▶ [Work to complete]: Print the lines of the data, starting with the first, up to and including the line where "async fn check_once(&self, patterns: &Patterns)" appears.
(Data to process begins)
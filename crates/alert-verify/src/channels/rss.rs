use crate::{
    poll_until_matched, NotificationVerifier, Patterns, RemoteErrorPolicy, RemoteMachine, Result,
    Schedule, Verified, VerifyConfig,
};
use alert_request::NotificationChannel;

/// RssVerifier reads the newest feed item written by the CommServe.
/// Each feed item is a timestamped folder which holds a single HTML file.
pub struct RssVerifier<'a> {
    machine: &'a dyn RemoteMachine,
    feed_folder: String,
    schedule: Schedule,
    remote_errors: RemoteErrorPolicy,
}

impl<'a> RssVerifier<'a> {
    pub fn new(
        machine: &'a dyn RemoteMachine,
        install_directory: &str,
        config: &VerifyConfig,
    ) -> Self {
        Self {
            machine,
            feed_folder: format!("{install_directory}\\rss\\alertDetail"),
            schedule: config.schedule(),
            remote_errors: config.rss.remote_errors,
        }
    }

    async fn check_once(&self, patterns: &Patterns) -> anyhow::Result<bool> {
        let Some(latest) = self.machine.latest_timestamped_entry(&self.feed_folder).await? else {
            return Ok(false);
        };
        let files = self.machine.list_files(&latest).await?;

        match files.as_slice() {
            [] => Ok(false),
            [file] => {
                let body = self.machine.read_file(file).await?;
                Ok(patterns.matches_all(&body))
            }
            _ => {
                tracing::warn!(
                    folder = %latest,
                    files = files.len(),
                    "feed item holds more than one file"
                );
                Ok(false)
            }
        }
    }
}

#[async_trait::async_trait]
impl NotificationVerifier for RssVerifier<'_> {
    fn channel(&self) -> NotificationChannel {
        NotificationChannel::Rss
    }

    #[tracing::instrument(skip_all, fields(channel = %NotificationChannel::Rss))]
    async fn poll(&self, patterns: &Patterns) -> Result<Verified> {
        poll_until_matched(
            NotificationChannel::Rss,
            &self.schedule,
            self.remote_errors,
            move |_| self.check_once(patterns),
        )
        .await
    }
}

#[cfg(test)]
mod test {
    use super::*;
    use crate::channels::fixtures::{FakeMachine, Script};
    use crate::Error;
    use std::collections::HashMap;

    const ITEM: &str = "C:\\CV\\rss\\alertDetail\\1700000000";

    #[tokio::test(start_paused = true)]
    async fn test_feed_appears_on_third_attempt() {
        let machine = FakeMachine {
            latest: Script::new(vec![
                Ok(None),
                Ok(Some("C:\\CV\\rss\\alertDetail\\empty".to_string())),
                Ok(Some(ITEM.to_string())),
            ]),
            files: HashMap::from([(ITEM.to_string(), vec![format!("{ITEM}\\feed.html")])]),
            contents: HashMap::from([(
                format!("{ITEM}\\feed.html"),
                "<td>Alert Name: a</td><td>Status: Completed</td>".to_string(),
            )]),
            ..Default::default()
        };
        let verifier = RssVerifier::new(&machine, "C:\\CV", &VerifyConfig::default());

        let verified = verifier
            .poll(&Patterns::new(["Alert Name: a", "Completed"]).unwrap())
            .await
            .unwrap();
        assert_eq!(verified.attempts, 3);
    }

    #[tokio::test(start_paused = true)]
    async fn test_multiple_files_are_not_yet_received() {
        let machine = FakeMachine {
            latest: Script::new(vec![Ok(Some(ITEM.to_string()))]),
            files: HashMap::from([(ITEM.to_string(), vec!["one".to_string(), "two".to_string()])]),
            ..Default::default()
        };
        let verifier = RssVerifier::new(&machine, "C:\\CV", &VerifyConfig::default());

        let err = verifier.poll(&Patterns::new(["a"]).unwrap()).await.unwrap_err();
        assert!(matches!(err, Error::NotificationTimeout { attempts: 5, .. }));
        assert!(!machine.requests.lock().unwrap().iter().any(|r| r.starts_with("read")));
    }

    #[tokio::test(start_paused = true)]
    async fn test_remote_errors_fail() {
        let machine = FakeMachine {
            latest: Script::new(vec![Err("access is denied".to_string())]),
            ..Default::default()
        };
        let verifier = RssVerifier::new(&machine, "C:\\CV", &VerifyConfig::default());

        let err = verifier.poll(&Patterns::new(["a"]).unwrap()).await.unwrap_err();
        assert!(matches!(err, Error::TransportFailure { attempt: 1, .. }));
    }
}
(Data to process ends)
▶ [Response for this exercise]:
filename crates/alert-verify/src/channels/rss.rs
use crate::{
    poll_until_matched, NotificationVerifier, Patterns, RemoteErrorPolicy, RemoteMachine, Result,
    Schedule, Verified, VerifyConfig,
};
use alert_request::NotificationChannel;

/// RssVerifier reads the newest feed item written by the CommServe.
/// Each feed item is a timestamped folder which holds a single HTML file.
pub struct RssVerifier<'a> {
    machine: &'a dyn RemoteMachine,
    feed_folder: String,
    schedule: Schedule,
    remote_errors: RemoteErrorPolicy,
}

impl<'a> RssVerifier<'a> {
    pub fn new(
        machine: &'a dyn RemoteMachine,
        install_directory: &str,
        config: &VerifyConfig,
    ) -> Self {
        Self {
            machine,
            feed_folder: format!("{install_directory}\\rss\\alertDetail"),
            schedule: config.schedule(),
            remote_errors: config.rss.remote_errors,
        }
    }

    async fn check_once(&self, patterns: &Patterns) -> anyhow::Result<bool> {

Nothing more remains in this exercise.